Sun acquired Nauticus earlier this year and will begin showing the fruits of the purchase at the company's quarterly product announcement event--this one scheduled for Sept. 21 in New York--according to John Fowler, the recently appointed executive vice president of Sun's Network Systems Group.
The Nauticus technology balances loads such as Web site transactions among several servers, and it includes custom processors that accelerate encrypted communications. It competes with equipment from F5 Networks and others.
Sun will begin widely shipping the Nauticus-based device this month and reach high-volume sales worldwide by the end of 2004, Fowler said.
Ordinarily, Web site communications encrypted with the widely used Secure Sockets Layer (SSL) standard directly link the Web browser's computer on one end with the server on the other. That direct connection makes it hard to control or adjust which servers are active, Fowler said.

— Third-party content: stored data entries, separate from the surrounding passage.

#[tokio::main]
async fn main() {
    if let Err(error) = aeos_lib::run().await {
        eprintln!("aeos: {error}");
        std::process::exit(1);
    }
}
use chrono::{SecondsFormat, Utc};

use crate::agents::classifier::TemplateKey;
use crate::agents::templates::{self, ResponseTemplate};
use crate::agents::{AgentResponse, ToolUsage};

const CORE_DIVISION: &str = "AEOS Core";
const UNROUTED_TARGET: &str = "appropriate division";

pub fn synthesize(key: TemplateKey, division_hint: Option<&str>, command: &str) -> AgentResponse {
    if key.is_fallback() {
        return fallback_response(division_hint, command);
    }

    match templates::lookup(key) {
        Some(template) => from_template(template),
        None => {
            tracing::warn!(
                key = key.as_str(),
                "no template registered for routed key; serving fallback response"
            );
            fallback_response(division_hint, command)
        }
    }
}

/// RFC 3339 in UTC with millisecond precision, the same shape a browser
/// produces with `toISOString()`.
pub fn current_timestamp() -> String {
    Utc::now().to_rfc3339_opts(SecondsFormat::Millis, true)
}

pub(crate) fn normalize_hint(division_hint: Option<&str>) -> Option<&str> {
    division_hint
        .map(str::trim)
        .filter(|value| !value.is_empty())
}

fn from_template(template: &ResponseTemplate) -> AgentResponse {
    AgentResponse {
        response: template.response_text.to_string(),
        division: template.division_label.to_string(),
        tool_usage: template
            .tool_usage
            .iter()
            .map(|entry| ToolUsage {
                tool: entry.tool.to_string(),
                input: entry.input.to_string(),
                output: entry.output.to_string(),
            })
            .collect(),
        collaboration_log: template
            .collaboration_log
            .iter()
            .map(|line| line.to_string())
            .collect(),
        sentiment: template.sentiment.to_string(),
        cost_incurred: template.cost_incurred,
        timestamp: current_timestamp(),
    }
}

fn fallback_response(division_hint: Option<&str>, command: &str) -> AgentResponse {
    let hint = normalize_hint(division_hint);
    AgentResponse {
        response: format!(
            "AEOS Core processing: \"{command}\". Routing to {}.",
            hint.unwrap_or(UNROUTED_TARGET)
        ),
        division: hint.unwrap_or(CORE_DIVISION).to_string(),
        tool_usage: Vec::new(),
        collaboration_log: Vec::new(),
        sentiment: "neutral".to_string(),
        cost_incurred: 0.0,
        timestamp: current_timestamp(),
    }
}

#[cfg(test)]
mod tests {
    use chrono::DateTime;

    use super::*;
    use crate::agents::classifier::classify;

    fn without_timestamp(mut response: AgentResponse) -> AgentResponse {
        response.timestamp.clear();
        response
    }

    #[test]
    fn planetary_command_produces_earth_intelligence_report() {
        let command = "Check planetary status on Venus";
        let response = synthesize(classify(command), None, command);

        assert_eq!(response.division, "EID - Earth Intelligence");
        assert_eq!(response.sentiment, "neutral");
        assert_eq!(response.tool_usage.len(), 1);
        assert_eq!(response.tool_usage[0].tool, "Deep Space Relay");
        assert_eq!(
            response.collaboration_log,
            vec!["Aggregating data from deployed AI probes.".to_string()]
        );
        assert!(response.response.starts_with("PLANETARY MONITORING REPORT:"));
        assert!((response.cost_incurred - 0.05).abs() < f64::EPSILON);
    }

    #[test]
    fn unmatched_command_with_hint_uses_hint_as_division() {
        let command = "random gibberish xyz";
        let response = synthesize(classify(command), Some("DTAD"), command);

        assert_eq!(response.division, "DTAD");
        assert_eq!(response.cost_incurred, 0.0);
        assert!(response.tool_usage.is_empty());
        assert!(response.collaboration_log.is_empty());
        assert_eq!(response.sentiment, "neutral");
        assert_eq!(
            response.response,
            "AEOS Core processing: \"random gibberish xyz\". Routing to DTAD."
        );
    }

    #[test]
    fn fallback_without_hint_uses_generic_labels() {
        let response = synthesize(TemplateKey::Fallback, None, "hello there");
        assert_eq!(response.division, "AEOS Core");
        assert!(response.response.contains("\"hello there\""));
        assert!(response.response.ends_with("Routing to appropriate division."));
    }

    #[test]
    fn blank_hint_counts_as_absent() {
        let response = synthesize(TemplateKey::Fallback, Some("   "), "");
        assert_eq!(response.division, "AEOS Core");
        assert_eq!(
            response.response,
            "AEOS Core processing: \"\". Routing to appropriate division."
        );
    }

    #[test]
    fn matched_templates_ignore_the_hint() {
        let response = synthesize(TemplateKey::Voice, Some("eid"), "voice");
        assert_eq!(response.division, "HID - Human Interaction");
        assert_eq!(response.sentiment, "secure");
    }

    #[test]
    fn repeated_synthesis_differs_only_in_timestamp() {
        for key in templates::all()
            .iter()
            .map(|template| template.key)
            .chain(std::iter::once(TemplateKey::Fallback))
        {
            let first = synthesize(key, Some("hid"), "same command");
            let second = synthesize(key, Some("hid"), "same command");
            assert_eq!(without_timestamp(first), without_timestamp(second));
        }
    }

    #[test]
    fn timestamp_is_parseable_utc_with_millis() {
        let response = synthesize(TemplateKey::Weather, None, "weather");
        assert!(response.timestamp.ends_with('Z'));
        DateTime::parse_from_rfc3339(&response.timestamp).expect("timestamp should be RFC 3339");
        let fraction = response
            .timestamp
            .split('.')
            .nth(1)
            .expect("timestamp should carry fractional seconds");
        assert_eq!(fraction.len(), "123Z".len());
    }

    #[test]
    fn response_serializes_with_wire_field_names() {
        let response = synthesize(TemplateKey::Audit, None, "audit");
        let value = serde_json::to_value(&response).expect("response should serialize");
        for field in [
            "response",
            "division",
            "tool_usage",
            "collaboration_log",
            "sentiment",
            "cost_incurred",
            "timestamp",
        ] {
            assert!(value.get(field).is_some(), "missing field {field}");
        }
        assert_eq!(value["tool_usage"][0]["tool"], "Ledger Verifier");
    }
}
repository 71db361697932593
//! Tracing subscriber setup for the `aeos` binary.

use std::sync::Once;

use tracing_subscriber::EnvFilter;

use crate::runtime_config::LogFormat;

const DEFAULT_FILTER: &str = "aeos=info,aeos_lib=info";

static INIT_ONCE: Once = Once::new();

/// Install the global subscriber. `RUST_LOG` overrides the default filter.
/// Later calls are no-ops, and an already-installed subscriber is left alone.
pub fn init(format: LogFormat) {
    INIT_ONCE.call_once(|| {
        let filter =
            EnvFilter::try_from_default_env().unwrap_or_else(|_| EnvFilter::new(DEFAULT_FILTER));
        let builder = tracing_subscriber::fmt()
            .with_env_filter(filter)
            .with_writer(std::io::stderr);

        let installed = match format {
            LogFormat::Pretty => builder.try_init(),
            LogFormat::Json => builder.json().try_init(),
        };
        if installed.is_err() {
            tracing::debug!("tracing subscriber already installed");
        }
    });
}
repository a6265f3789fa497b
mod backup;
mod calc;
mod db;
mod ipc;
mod report;

use std::io::{self, BufRead, Write};

fn main() {
    let mut state = ipc::AppState {
        workspace: None,
        db: None,
    };

    let stdin = io::stdin();
    let mut stdout = io::stdout();

    for line in stdin.lock().lines() {
        let line = match line {
            Ok(v) => v,
            Err(_) => break,
        };
        if line.trim().is_empty() {
            continue;
        }

        let req: ipc::Request = match serde_json::from_str(&line) {
            Ok(v) => v,
            Err(e) => {
                // Can't reply with an id we never parsed; trace and move on.
                eprintln!("tppd: dropping unparseable request: {}", e);
                let _ = writeln!(
                    stdout,
                    "{{\"ok\":false,\"error\":{{\"code\":\"bad_json\",\"message\":\"{}\"}}}}",
                    e
                );
                let _ = stdout.flush();
                continue;
            }
        };

        let resp = ipc::handle_request(&mut state, req);
        let _ = writeln!(
            stdout,
            "{}",
            serde_json::to_string(&resp).unwrap_or_else(|_| "{\"ok\":false}".to_string())
        );
        let _ = stdout.flush();
    }
}
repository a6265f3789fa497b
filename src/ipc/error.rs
use serde_json::json;

pub fn ok(id: &str, result: serde_json::Value) -> serde_json::Value {
    json!({
        "id": id,
        "ok": true,
        "result": result
    })
}

pub fn err(
    id: &str,
    code: &str,
    message: impl Into<String>,
    details: Option<serde_json::Value>,
) -> serde_json::Value {
    let mut error = json!({
        "code": code,
        "message": message.into(),
    });
    if let Some(d) = details {
        error["details"] = d;
    }
    json!({
        "id": id,
        "ok": false,
        "error": error,
    })
}
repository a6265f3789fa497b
use super::error::err;
use super::handlers;
use super::types::{AppState, Request};

pub fn handle_request(state: &mut AppState, req: Request) -> serde_json::Value {
    if let Some(resp) = handlers::core::try_handle(state, &req) {
        return resp;
    }
    if let Some(resp) = handlers::students::try_handle(state, &req) {
        return resp;
    }
    if let Some(resp) = handlers::subjects::try_handle(state, &req) {
        return resp;
    }
    if let Some(resp) = handlers::terms::try_handle(state, &req) {
        return resp;
    }
    if let Some(resp) = handlers::trends::try_handle(state, &req) {
        return resp;
    }
    if let Some(resp) = handlers::reports::try_handle(state, &req) {
        return resp;
    }
    if let Some(resp) = handlers::backup::try_handle(state, &req) {
        return resp;
    }

    err(
        &req.id,
        "not_implemented",
        format!("unknown method: {}", req.method),
        None,
    )
}
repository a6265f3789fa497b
use crate::calc::{
    self, CalcError, PerformanceStatus, SubjectRecord, TermAggregate,
};
use serde::Serialize;

/// Profile fields a report needs about one student.
#[derive(Debug, Clone)]
pub struct StudentInfo {
    pub id: String,
    pub full_name: String,
    pub email: String,
    pub school: Option<String>,
    pub grade: Option<String>,
}

/// How the caller picks students for a bulk report.
#[derive(Debug, Clone)]
pub enum BulkSelection {
    All,
    StudentIds(Vec<String>),
    StatusBand(PerformanceStatus),
    GradeLevel(String),
}

#[derive(Debug, Clone, Serialize, PartialEq)]
#[serde(rename_all = "camelCase")]
pub struct BulkReportRow {
    pub name: String,
    pub email: String,
    pub school: String,
    pub grade: String,
    pub term_average: i64,
    pub term_status: PerformanceStatus,
}

#[derive(Debug, Clone, Serialize, PartialEq)]
#[serde(rename_all = "camelCase")]
pub struct StatusCount {
    pub status: PerformanceStatus,
    pub count: usize,
    /// Whole-percent share of the report's rows.
    pub percent: i64,
}

#[derive(Debug, Clone, Serialize)]
#[serde(rename_all = "camelCase")]
pub struct BulkReport {
    pub term: i64,
    pub generated_at: String,
    pub total_students: usize,
    pub summary: Vec<StatusCount>,
    pub students: Vec<BulkReportRow>,
}

#[derive(Debug, Clone, Serialize)]
#[serde(rename_all = "camelCase")]
pub struct StudentReportHeader {
    pub name: String,
    pub email: String,
    pub school: String,
    pub grade: String,
    pub average: i64,
    pub status: PerformanceStatus,
}

#[derive(Debug, Clone, Serialize)]
#[serde(rename_all = "camelCase")]
pub struct StudentReport {
    pub student: StudentReportHeader,
    pub term: i64,
    pub aggregate: TermAggregate,
    pub subjects: Vec<SubjectRecord>,
}

fn status_summary(rows: &[BulkReportRow]) -> Vec<StatusCount> {
    let order = [
        PerformanceStatus::DoingWell,
        PerformanceStatus::NeedsSupport,
        PerformanceStatus::AtRisk,
        PerformanceStatus::NoData,
    ];
    let total = rows.len();
    order
        .iter()
        .map(|&status| {
            let count = rows.iter().filter(|r| r.term_status == status).count();
            let percent = if total > 0 {
                calc::round_half_up(100.0 * count as f64 / total as f64)
            } else {
                0
            };
            StatusCount {
                status,
                count,
                percent,
            }
        })
        .collect()
}

/// Bulk/Term Report Builder: one row per selected student, ordered by name,
/// with a counts-by-status header. A selection that matches nobody is an
/// error, never an empty document.
pub fn build_bulk_report(
    students: &[(StudentInfo, Vec<SubjectRecord>)],
    term: i64,
    selection: &BulkSelection,
    generated_at: String,
) -> Result<BulkReport, CalcError> {
    let mut rows: Vec<BulkReportRow> = Vec::new();
    for (info, subjects) in students {
        let selected = match selection {
            BulkSelection::All => true,
            BulkSelection::StudentIds(ids) => ids.iter().any(|id| id == &info.id),
            BulkSelection::GradeLevel(grade) => info
                .grade
                .as_deref()
                .map(|g| g.eq_ignore_ascii_case(grade))
                .unwrap_or(false),
            // Band selection applies to the computed term status below.
            BulkSelection::StatusBand(_) => true,
        };
        if !selected {
            continue;
        }

        let agg = calc::aggregate_term(subjects, term);
        if let BulkSelection::StatusBand(band) = selection {
            if agg.status != *band {
                continue;
            }
        }

        rows.push(BulkReportRow {
            name: info.full_name.clone(),
            email: info.email.clone(),
            school: info.school.clone().unwrap_or_default(),
            grade: info.grade.clone().unwrap_or_default(),
            term_average: agg.average,
            term_status: agg.status,
        });
    }

    if rows.is_empty() {
        return Err(CalcError::new(
            "empty_selection",
            "no students match the report selection",
        ));
    }

    rows.sort_by(|a, b| a.name.cmp(&b.name).then_with(|| a.email.cmp(&b.email)));
    let summary = status_summary(&rows);
    Ok(BulkReport {
        term,
        generated_at,
        total_students: rows.len(),
        summary,
        students: rows,
    })
}

pub fn build_student_report(
    info: &StudentInfo,
    subjects: &[SubjectRecord],
    term: i64,
) -> StudentReport {
    let aggregate = calc::aggregate_term(subjects, term);
    let term_subjects: Vec<SubjectRecord> = subjects
        .iter()
        .filter(|s| s.term == term)
        .cloned()
        .collect();
    StudentReport {
        student: StudentReportHeader {
            name: info.full_name.clone(),
            email: info.email.clone(),
            school: info.school.clone().unwrap_or_default(),
            grade: info.grade.clone().unwrap_or_default(),
            average: aggregate.average,
            status: aggregate.status,
        },
        term,
        aggregate,
        subjects: term_subjects,
    }
}

fn csv_quote(s: &str) -> String {
    format!("\"{}\"", s.replace('"', "\"\""))
}

fn fmt_percentage(p: Option<f64>) -> String {
    match p {
        Some(v) => format!("{}", calc::round_half_up(v)),
        None => String::new(),
    }
}

/// CSV fallback for the bulk report. Double-quoted string fields, header
/// `Name,Email,School,Grade,Term N Average,Term N Status`.
pub fn bulk_report_csv(report: &BulkReport) -> String {
    let mut out = format!(
        "Name,Email,School,Grade,Term {} Average,Term {} Status\n",
        report.term, report.term
    );
    for r in &report.students {
        out.push_str(&format!(
            "{},{},{},{},{},{}\n",
            csv_quote(&r.name),
            csv_quote(&r.email),
            csv_quote(&r.school),
            csv_quote(&r.grade),
            r.term_average,
            csv_quote(r.term_status.as_str()),
        ));
    }
    out
}

/// CSV fallback for the single-student report: the one-row bulk equivalent
/// followed by a per-subject table.
pub fn student_report_csv(report: &StudentReport) -> String {
    let s = &report.student;
    let mut out = format!(
        "Name,Email,School,Grade,Term {} Average,Term {} Status\n",
        report.term, report.term
    );
    out.push_str(&format!(
        "{},{},{},{},{},{}\n",
        csv_quote(&s.name),
        csv_quote(&s.email),
        csv_quote(&s.school),
        csv_quote(&s.grade),
        s.average,
        csv_quote(s.status.as_str()),
    ));
    out.push('\n');
    out.push_str("Subject,Level,Final Percentage,Grade Average\n");
    for subj in &report.subjects {
        out.push_str(&format!(
            "{},{},{},{}\n",
            csv_quote(&subj.name),
            subj.level.map(|l| l.to_string()).unwrap_or_default(),
            fmt_percentage(subj.final_percentage),
            fmt_percentage(subj.grade_average),
        ));
    }
    out
}
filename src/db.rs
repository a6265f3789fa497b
use rusqlite::Connection;
use std::path::Path;

pub const DB_FILE_NAME: &str = "tpp.sqlite3";

pub fn open_db(workspace: &Path) -> anyhow::Result<Connection> {
    std::fs::create_dir_all(workspace)?;
    let db_path = workspace.join(DB_FILE_NAME);
    let conn = Connection::open(db_path)?;
    conn.execute("PRAGMA foreign_keys = ON", [])?;

    conn.execute(
        "CREATE TABLE IF NOT EXISTS students(
            id TEXT PRIMARY KEY,
            full_name TEXT NOT NULL,
            email TEXT NOT NULL,
            school TEXT,
            grade TEXT,
            overall_average INTEGER,
            overall_performance_status TEXT,
            last_term_updated INTEGER,
            last_term_submitted_at TEXT,
            created_at TEXT NOT NULL,
            UNIQUE(email)
        )",
        [],
    )?;

    conn.execute(
        "CREATE TABLE IF NOT EXISTS subject_records(
            id TEXT PRIMARY KEY,
            student_id TEXT NOT NULL,
            term INTEGER NOT NULL,
            name TEXT NOT NULL,
            level INTEGER,
            final_percentage REAL,
            grade_average REAL,
            updated_at TEXT,
            FOREIGN KEY(student_id) REFERENCES students(id),
            UNIQUE(student_id, term, name)
        )",
        [],
    )?;
    conn.execute(
        "CREATE INDEX IF NOT EXISTS idx_subject_records_student
         ON subject_records(student_id)",
        [],
    )?;
    conn.execute(
        "CREATE INDEX IF NOT EXISTS idx_subject_records_student_term
         ON subject_records(student_id, term)",
        [],
    )?;

    // One row per (student, term): the persisted aggregate, overwritten
    // wholesale on every submit or re-aggregation.
    conn.execute(
        "CREATE TABLE IF NOT EXISTS term_summaries(
            student_id TEXT NOT NULL,
            term INTEGER NOT NULL,
            average INTEGER NOT NULL,
            status TEXT NOT NULL,
            completed INTEGER NOT NULL DEFAULT 0,
            submitted_at TEXT,
            PRIMARY KEY(student_id, term),
            FOREIGN KEY(student_id) REFERENCES students(id)
        )",
        [],
    )?;
    conn.execute(
        "CREATE INDEX IF NOT EXISTS idx_term_summaries_student
         ON term_summaries(student_id)",
        [],
    )?;

    Ok(conn)
}
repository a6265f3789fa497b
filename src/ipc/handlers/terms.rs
use crate::calc;
use crate::ipc::error::{err, ok};
use crate::ipc::helpers::{
    calc_err_response, db_conn, db_conn_mut, load_student, load_subject_records,
    load_term_summaries, refresh_overall, required_str, required_term, upsert_term_summary,
};
use crate::ipc::types::{AppState, Request};
use chrono::Utc;
use rusqlite::OptionalExtension;
use serde_json::json;

fn handle_preview(state: &mut AppState, req: &Request) -> serde_json::Value {
    let conn = match db_conn(state, req) {
        Ok(c) => c,
        Err(resp) => return resp,
    };
    let student_id = match required_str(req, "studentId") {
        Ok(v) => v,
        Err(resp) => return resp,
    };
    let term = match required_term(req) {
        Ok(v) => v,
        Err(resp) => return resp,
    };
    if let Err(resp) = load_student(conn, req, &student_id) {
        return resp;
    }
    let subjects = match load_subject_records(conn, &student_id, Some(term)) {
        Ok(v) => v,
        Err(e) => return calc_err_response(&req.id, e),
    };
    ok(
        &req.id,
        json!({ "aggregate": calc::aggregate_term(&subjects, term) }),
    )
}

/// Submit flow: validate, aggregate, persist. Validation failures happen
/// before any write; a store failure inside the transaction leaves every
/// row untouched so the caller can retry with nothing lost.
fn handle_submit(state: &mut AppState, req: &Request) -> serde_json::Value {
    let student_id = match required_str(req, "studentId") {
        Ok(v) => v,
        Err(resp) => return resp,
    };
    let term = match required_term(req) {
        Ok(v) => v,
        Err(resp) => return resp,
    };
    let conn = match db_conn_mut(state, req) {
        Ok(c) => c,
        Err(resp) => return resp,
    };
    let student = match load_student(conn, req, &student_id) {
        Ok(r) => r,
        Err(resp) => return resp,
    };

    let subjects = match load_subject_records(conn, &student_id, Some(term)) {
        Ok(v) => v,
        Err(e) => return calc_err_response(&req.id, e),
    };
    if let Err(e) = calc::validate_term_for_submit(
        &subjects,
        term,
        student.grade.as_deref(),
        student.school.as_deref(),
    ) {
        return calc_err_response(&req.id, e);
    }

    let aggregate = calc::aggregate_term(&subjects, term);
    let submitted_at = Utc::now().to_rfc3339();

    let tx = match conn.transaction() {
        Ok(t) => t,
        Err(e) => return err(&req.id, "db_write_failed", e.to_string(), None),
    };
    if let Err(e) = upsert_term_summary(&tx, &student_id, &aggregate, true, Some(&submitted_at)) {
        return err(&req.id, "db_write_failed", e.to_string(), None);
    }
    if let Err(e) = tx.execute(
        "UPDATE students SET last_term_updated = ?, last_term_submitted_at = ? WHERE id = ?",
        (term, &submitted_at, &student_id),
    ) {
        return err(&req.id, "db_write_failed", e.to_string(), None);
    }
    if let Err(e) = refresh_overall(&tx, &student_id) {
        return err(&req.id, "db_write_failed", e.to_string(), None);
    }
    if let Err(e) = tx.commit() {
        return err(&req.id, "db_write_failed", e.to_string(), None);
    }

    let overall: Result<(i64, String), _> = conn.query_row(
        "SELECT overall_average, overall_performance_status FROM students WHERE id = ?",
        [&student_id],
        |r| Ok((r.get(0)?, r.get(1)?)),
    );
    let (overall_average, overall_status) = match overall {
        Ok(v) => v,
        Err(e) => return err(&req.id, "db_query_failed", e.to_string(), None),
    };

    ok(
        &req.id,
        json!({
            "aggregate": aggregate,
            "completed": true,
            "submittedAt": submitted_at,
            "overallAverage": overall_average,
            "overallPerformanceStatus": overall_status,
        }),
    )
}

/// Explicit Submitted -> Editing transition. Prior data is kept; the term
/// simply drops out of the overall rollup until it is submitted again.
fn handle_reopen(state: &mut AppState, req: &Request) -> serde_json::Value {
    let student_id = match required_str(req, "studentId") {
        Ok(v) => v,
        Err(resp) => return resp,
    };
    let term = match required_term(req) {
        Ok(v) => v,
        Err(resp) => return resp,
    };
    let conn = match db_conn_mut(state, req) {
        Ok(c) => c,
        Err(resp) => return resp,
    };
    if let Err(resp) = load_student(conn, req, &student_id) {
        return resp;
    }

    let completed: Option<i64> = match conn
        .query_row(
            "SELECT completed FROM term_summaries WHERE student_id = ? AND term = ?",
            (&student_id, term),
            |r| r.get(0),
        )
        .optional()
    {
        Ok(v) => v,
        Err(e) => return err(&req.id, "db_query_failed", e.to_string(), None),
    };
    match completed {
        Some(1) => {}
        Some(_) | None => {
            return err(
                &req.id,
                "bad_params",
                format!("term {} is not submitted", term),
                Some(json!({ "term": term })),
            )
        }
    }

    let tx = match conn.transaction() {
        Ok(t) => t,
        Err(e) => return err(&req.id, "db_write_failed", e.to_string(), None),
    };
    if let Err(e) = tx.execute(
        "UPDATE term_summaries SET completed = 0, submitted_at = NULL
         WHERE student_id = ? AND term = ?",
        (&student_id, term),
    ) {
        return err(&req.id, "db_write_failed", e.to_string(), None);
    }
    if let Err(e) = refresh_overall(&tx, &student_id) {
        return err(&req.id, "db_write_failed", e.to_string(), None);
    }
    if let Err(e) = tx.commit() {
        return err(&req.id, "db_write_failed", e.to_string(), None);
    }

    ok(&req.id, json!({ "term": term, "completed": false }))
}

fn handle_get(state: &mut AppState, req: &Request) -> serde_json::Value {
    let conn = match db_conn(state, req) {
        Ok(c) => c,
        Err(resp) => return resp,
    };
    let student_id = match required_str(req, "studentId") {
        Ok(v) => v,
        Err(resp) => return resp,
    };
    let term = match required_term(req) {
        Ok(v) => v,
        Err(resp) => return resp,
    };
    if let Err(resp) = load_student(conn, req, &student_id) {
        return resp;
    }
    let summaries = match load_term_summaries(conn, &student_id) {
        Ok(v) => v,
        Err(e) => return calc_err_response(&req.id, e),
    };
    match summaries.into_iter().find(|s| s.term == term) {
        Some(summary) => ok(&req.id, json!({ "summary": summary })),
        None => err(
            &req.id,
            "not_found",
            format!("no summary for term {}", term),
            Some(json!({ "term": term })),
        ),
    }
}

fn handle_list(state: &mut AppState, req: &Request) -> serde_json::Value {
    let conn = match db_conn(state, req) {
        Ok(c) => c,
        Err(resp) => return resp,
    };
    let student_id = match required_str(req, "studentId") {
        Ok(v) => v,
        Err(resp) => return resp,
    };
    if let Err(resp) = load_student(conn, req, &student_id) {
        return resp;
    }
    match load_term_summaries(conn, &student_id) {
        Ok(summaries) => ok(&req.id, json!({ "summaries": summaries })),
        Err(e) => calc_err_response(&req.id, e),
    }
}

pub fn try_handle(state: &mut AppState, req: &Request) -> Option<serde_json::Value> {
    match req.method.as_str() {
        "term.preview" => Some(handle_preview(state, req)),
        "term.submit" => Some(handle_submit(state, req)),
        "term.reopen" => Some(handle_reopen(state, req)),
        "term.get" => Some(handle_get(state, req)),
        "term.list" => Some(handle_list(state, req)),
        _ => None,
    }
}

With its special-purpose chip, the Nauticus equipment can better balance the communications load among servers making SSL connections, Fowler said. It provides an intermediate terminus for the SSL connections from a Web browser, then divvies the connections evenly to the actual servers, re-encrypting the traffic as it goes.
A Nauticus system can transfer SSL data at speeds of 2 gigabits per second and can maintain more than 100,000 SSL connections, Fowler said.
The Nauticus boxes also make it easier to set up separate zones in a network, Fowler said, a level of virtualization that makes it easier to reconfigure networks without having to change physical wiring.